All that should come back is the lines of the data below from the one containing "pub fn fifty_move_counter(&self)" to the one containing "pub fn access_map(&self)", inclusive, exactly as they stand.

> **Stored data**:
▼
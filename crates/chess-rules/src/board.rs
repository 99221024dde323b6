//! Board state.
//!
//! A [`Layout`] is the bare piece arrangement plus the state that movement
//! rules read (castling rights, en passant file, side to move). It is `Copy`
//! so the validator can try a move on a scratch copy. A [`Board`] wraps a
//! layout with counters, derived flags and its [`AccessMap`]; it is built once
//! and never mutated afterwards.

use crate::access::AccessMap;
use crate::detect;
use crate::movement;
use crate::rules::{DrawAvailability, DrawRules, Termination};
use chess_core::{
    placement_to_fen, CastleSide, CastlingRights, Color, FenError, FenParser, MoveKind, Piece,
    PieceKind, Placement, Position,
};
use thiserror::Error;

/// Errors for positions that parse as FEN but cannot be played from.
#[derive(Debug, Error, PartialEq, Eq)]
pub enum BoardError {
    #[error(transparent)]
    Fen(#[from] FenError),

    #[error("{0} has no king")]
    MissingKing(Color),

    #[error("{0} has more than one king")]
    ExtraKing(Color),
}

/// Piece arrangement and the rule state movement depends on.
#[derive(Debug, Clone, Copy, PartialEq, Eq)]
pub struct Layout {
    squares: Placement,
    castling: CastlingRights,
    en_passant: Option<i8>,
    to_move: Color,
}

/// Result of relocating one piece on a layout.
#[derive(Debug, Clone, Copy)]
pub(crate) struct Applied {
    pub layout: Layout,
    pub kind: MoveKind,
    pub moved: Piece,
    pub captured: Option<Piece>,
}

const BACK_RANK: [PieceKind; 8] = [
    PieceKind::Rook,
    PieceKind::Knight,
    PieceKind::Bishop,
    PieceKind::Queen,
    PieceKind::King,
    PieceKind::Bishop,
    PieceKind::Knight,
    PieceKind::Rook,
];

impl Layout {
    /// The standard initial arrangement with White to move.
    pub fn initial() -> Self {
        let mut squares: Placement = [[None; 8]; 8];
        for (file, kind) in BACK_RANK.iter().enumerate() {
            squares[0][file] = Some(Piece::new(*kind, Color::White));
            squares[1][file] = Some(Piece::new(PieceKind::Pawn, Color::White));
            squares[6][file] = Some(Piece::new(PieceKind::Pawn, Color::Black));
            squares[7][file] = Some(Piece::new(*kind, Color::Black));
        }
        Layout {
            squares,
            castling: CastlingRights::ALL,
            en_passant: None,
            to_move: Color::White,
        }
    }

    /// Builds a layout from raw parts.
    pub fn new(
        squares: Placement,
        castling: CastlingRights,
        en_passant: Option<i8>,
        to_move: Color,
    ) -> Self {
        Layout {
            squares,
            castling,
            en_passant,
            to_move,
        }
    }

    /// Returns the piece on `pos`, or `None` for empty or off-board squares.
    #[inline]
    pub fn piece_at(&self, pos: Position) -> Option<Piece> {
        if pos.is_valid() {
            self.squares[pos.rank as usize][pos.file as usize]
        } else {
            None
        }
    }

    #[inline]
    fn set(&mut self, pos: Position, piece: Option<Piece>) {
        self.squares[pos.rank as usize][pos.file as usize] = piece;
    }

    /// Returns the full grid indexed as `[rank][file]`.
    #[inline]
    pub fn squares(&self) -> &Placement {
        &self.squares
    }

    #[inline]
    pub fn castling(&self) -> CastlingRights {
        self.castling
    }

    /// File of the pawn that just advanced two squares, if any.
    #[inline]
    pub fn en_passant_file(&self) -> Option<i8> {
        self.en_passant
    }

    #[inline]
    pub fn to_move(&self) -> Color {
        self.to_move
    }

    /// Locates the king of `color`.
    pub fn king_position(&self, color: Color) -> Option<Position> {
        let king = Piece::new(PieceKind::King, color);
        Position::all().find(|&pos| self.piece_at(pos) == Some(king))
    }

    /// Iterates the occupied squares of `color`.
    pub fn pieces_of(&self, color: Color) -> impl Iterator<Item = (Position, Piece)> + '_ {
        Position::all().filter_map(move |pos| {
            self.piece_at(pos)
                .filter(|piece| piece.color == color)
                .map(|piece| (pos, piece))
        })
    }

    fn classify(&self, moved: Piece, start: Position, end: Position) -> MoveKind {
        let d_rank = end.rank - start.rank;
        let d_file = end.file - start.file;
        match moved.kind {
            PieceKind::Pawn if d_rank.abs() == 2 => MoveKind::DoublePush,
            PieceKind::Pawn if d_file != 0 && self.piece_at(end).is_none() => MoveKind::EnPassant,
            PieceKind::King if d_file.abs() == 2 && d_rank == 0 => {
                if d_file > 0 {
                    MoveKind::Castle(CastleSide::Kingside)
                } else {
                    MoveKind::Castle(CastleSide::Queenside)
                }
            }
            _ => MoveKind::Normal,
        }
    }

    /// Relocates the piece on `start` to `end` without checking legality.
    ///
    /// Handles the en passant victim, the castling rook, castling-rights
    /// revocation, the en passant file and the side to move. Returns `None`
    /// if either square is off the board or `start` is empty.
    pub(crate) fn apply(&self, start: Position, end: Position) -> Option<Applied> {
        if !start.is_valid() || !end.is_valid() {
            return None;
        }
        let moved = self.piece_at(start)?;
        let kind = self.classify(moved, start, end);
        let mut next = *self;

        let captured = match kind {
            MoveKind::EnPassant => {
                let victim = MoveKind::en_passant_victim(start, end);
                let captured = next.piece_at(victim);
                next.set(victim, None);
                captured
            }
            _ => next.piece_at(end),
        };

        next.set(end, Some(moved));
        next.set(start, None);

        if let MoveKind::Castle(side) = kind {
            let rank = start.rank;
            let rook_start = Position::new(rank, side.rook_start_file());
            let rook_end = Position::new(rank, side.rook_end_file());
            let rook = next.piece_at(rook_start);
            next.set(rook_end, rook);
            next.set(rook_start, None);
        }

        match moved.kind {
            PieceKind::King => next.castling.remove_color(moved.color),
            PieceKind::Rook if start.rank == moved.color.back_rank() => {
                if let Some(side) = CastleSide::from_rook_file(start.file) {
                    next.castling.remove(moved.color, side);
                }
            }
            _ => {}
        }
        if let Some(taken) = captured {
            if taken.kind == PieceKind::Rook && end.rank == taken.color.back_rank() {
                if let Some(side) = CastleSide::from_rook_file(end.file) {
                    next.castling.remove(taken.color, side);
                }
            }
        }

        next.en_passant = match kind {
            MoveKind::DoublePush => Some(start.file),
            _ => None,
        };
        next.to_move = moved.color.opposite();

        Some(Applied {
            layout: next,
            kind,
            moved,
            captured,
        })
    }

    fn check_kings(&self) -> Result<(), BoardError> {
        for color in [Color::White, Color::Black] {
            let kings = self
                .pieces_of(color)
                .filter(|(_, piece)| piece.kind == PieceKind::King)
                .count();
            match kings {
                0 => return Err(BoardError::MissingKing(color)),
                1 => {}
                _ => return Err(BoardError::ExtraKing(color)),
            }
        }
        Ok(())
    }
}

/// A fully computed position: layout, counters, derived flags and access map.
#[derive(Debug, Clone, PartialEq, Eq)]
pub struct Board {
    layout: Layout,
    ply: u32,
    fifty_move_counter: u32,
    termination: Termination,
    draws: DrawAvailability,
    in_check: bool,
    access: AccessMap,
}

impl Board {
    /// The standard starting position.
    pub fn initial() -> Self {
        Self::seal(Layout::initial(), 0, 0, std::iter::empty(), &DrawRules::default())
    }

    /// Loads a position from FEN.
    ///
    /// The ply index is derived from the fullmove number when present.
    pub fn from_fen(fen: &str) -> Result<Self, BoardError> {
        Self::from_fen_with(fen, &DrawRules::default())
    }

    /// Loads a position from FEN using the given draw thresholds.
    pub fn from_fen_with(fen: &str, rules: &DrawRules) -> Result<Self, BoardError> {
        let parsed = FenParser::parse(fen)?;
        let layout = Layout::new(
            parsed.placement,
            parsed.castling,
            parsed.en_passant_file(),
            parsed.active_color,
        );
        layout.check_kings()?;

        let black_to_move = u32::from(parsed.active_color == Color::Black);
        let ply = parsed
            .fullmove_number
            .map_or(black_to_move, |n| {
                n.saturating_sub(1)
                    .saturating_mul(2)
                    .saturating_add(black_to_move)
            });
        let fifty = parsed.halfmove_clock.unwrap_or(0);
        Ok(Self::seal(layout, ply, fifty, std::iter::empty(), rules))
    }

    /// Finalizes a layout into a board: builds the access map, then derives
    /// the check flag, termination and draw flags for the side to move.
    ///
    /// `history` yields earlier boards, most recent first.
    pub(crate) fn seal<'a>(
        layout: Layout,
        ply: u32,
        fifty_move_counter: u32,
        history: impl IntoIterator<Item = &'a Board>,
        rules: &DrawRules,
    ) -> Board {
        let access = AccessMap::build(&layout);
        let mut board = Board {
            layout,
            ply,
            fifty_move_counter,
            termination: Termination::InProgress,
            draws: DrawAvailability::default(),
            in_check: false,
            access,
        };

        let player = layout.to_move();
        board.in_check = detect::in_check(&board, player);
        board.termination = if detect::in_checkmate(&board, player) {
            Termination::Victory(player.opposite())
        } else if detect::in_stalemate(&board, player) {
            Termination::Stalemate
        } else {
            Termination::InProgress
        };

        let occurrences = board.count_repetitions(history, rules.repetition_count);
        board.draws = DrawAvailability {
            fifty_move: fifty_move_counter >= rules.fifty_move_plies,
            threefold: occurrences >= rules.repetition_count,
        };
        board
    }

    /// Counts equivalent occurrences of this position, itself included,
    /// stopping once `limit` is reached.
    ///
    /// Only the boards since the last pawn move or capture can repeat, so the
    /// walk never looks further back than the fifty-move counter.
    fn count_repetitions<'a>(
        &self,
        history: impl IntoIterator<Item = &'a Board>,
        limit: usize,
    ) -> usize {
        let mut count = 1;
        for earlier in history
            .into_iter()
            .take(self.fifty_move_counter as usize)
        {
            if count >= limit {
                break;
            }
            if self.same_position(earlier) {
                count += 1;
            }
        }
        count
    }

    /// Produces the board after moving `start` to `end`.
    ///
    /// The caller has already validated the move. `history` yields the boards
    /// before this one, most recent first. Returns `None` if `start` is empty.
    pub(crate) fn successor<'a>(
        &'a self,
        start: Position,
        end: Position,
        history: impl IntoIterator<Item = &'a Board>,
        rules: &DrawRules,
    ) -> Option<Board> {
        let applied = self.layout.apply(start, end)?;
        let fifty = if applied.moved.kind == PieceKind::Pawn || applied.captured.is_some() {
            0
        } else {
            self.fifty_move_counter.saturating_add(1)
        };
        let history = std::iter::once(self).chain(history);
        Some(Self::seal(
            applied.layout,
            self.ply.saturating_add(1),
            fifty,
            history,
            rules,
        ))
    }

    /// Plays `start` to `end` for the side to move, with default draw rules
    /// and no earlier history.
    ///
    /// Returns `None` if the move is illegal or lands on a king.
    pub fn play(&self, start: Position, end: Position) -> Option<Board> {
        let onto_king = self
            .piece_at(end)
            .map_or(false, |p| p.kind == PieceKind::King);
        if onto_king || !movement::is_legal(&self.layout, start, end, self.to_move()) {
            return None;
        }
        self.successor(start, end, std::iter::empty(), &DrawRules::default())
    }

    /// Every legal (start, end) pair for the side to move.
    pub fn legal_moves(&self) -> Vec<(Position, Position)> {
        self.access.legal_moves(&self.layout, self.to_move())
    }

    #[inline]
    pub fn layout(&self) -> &Layout {
        &self.layout
    }

    #[inline]
    pub fn piece_at(&self, pos: Position) -> Option<Piece> {
        self.layout.piece_at(pos)
    }

    #[inline]
    pub fn squares(&self) -> &Placement {
        self.layout.squares()
    }

    #[inline]
    pub fn castling(&self) -> CastlingRights {
        self.layout.castling()
    }

    #[inline]
    pub fn en_passant_file(&self) -> Option<i8> {
        self.layout.en_passant_file()
    }

    #[inline]
    pub fn to_move(&self) -> Color {
        self.layout.to_move()
    }

    /// Half-moves played since the game started.
    #[inline]
    pub fn ply(&self) -> u32 {
        self.ply
    }

    /// Half-moves since the last pawn move or capture.
    #[inline]
    pub fn fifty_move_counter(&self) -> u32 {
        self.fifty_move_counter
    }

    #[inline]
    pub fn termination(&self) -> Termination {
        self.termination
    }

    #[inline]
    pub fn is_terminal(&self) -> bool {
        self.termination.is_terminal()
    }

    #[inline]
    pub fn draws(&self) -> DrawAvailability {
        self.draws
    }

    /// Whether the side to move is in check.
    #[inline]
    pub fn in_check(&self) -> bool {
        self.in_check
    }

    #[inline]
    pub fn access_map(&self) -> &AccessMap {
        &self.access
    }

    /// Compares piece placement and castling rights only.
    pub fn same_position(&self, other: &Board) -> bool {
        self.layout.castling == other.layout.castling && self.layout.squares == other.layout.squares
    }

    /// Formats the board as FEN.
    pub fn to_fen(&self) -> String {
        let en_passant = match self.en_passant_file() {
            Some(file) => {
                // The target square sits behind the pawn that just advanced.
                let rank = match self.to_move() {
                    Color::White => 5,
                    Color::Black => 2,
                };
                Position::new(rank, file).to_algebraic()
            }
            None => "-".to_string(),
        };
        format!(
            "{} {} {} {} {} {}",
            placement_to_fen(self.squares()),
            self.to_move().to_fen_char(),
            self.castling(),
            en_passant,
            self.fifty_move_counter,
            self.ply / 2 + 1
        )
    }
}

impl Default for Board {
    fn default() -> Self {
        Self::initial()
    }
}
▲
> **RESULT**:
    pub fn fifty_move_counter(&self) -> u32 {
        self.fifty_move_counter
    }

    #[inline]
    pub fn termination(&self) -> Termination {
        self.termination
    }

    #[inline]
    pub fn is_terminal(&self) -> bool {
        self.termination.is_terminal()
    }

    #[inline]
    pub fn draws(&self) -> DrawAvailability {
        self.draws
    }

    /// Whether the side to move is in check.
    #[inline]
    pub fn in_check(&self) -> bool {
        self.in_check
    }

    #[inline]
    pub fn access_map(&self) -> &AccessMap {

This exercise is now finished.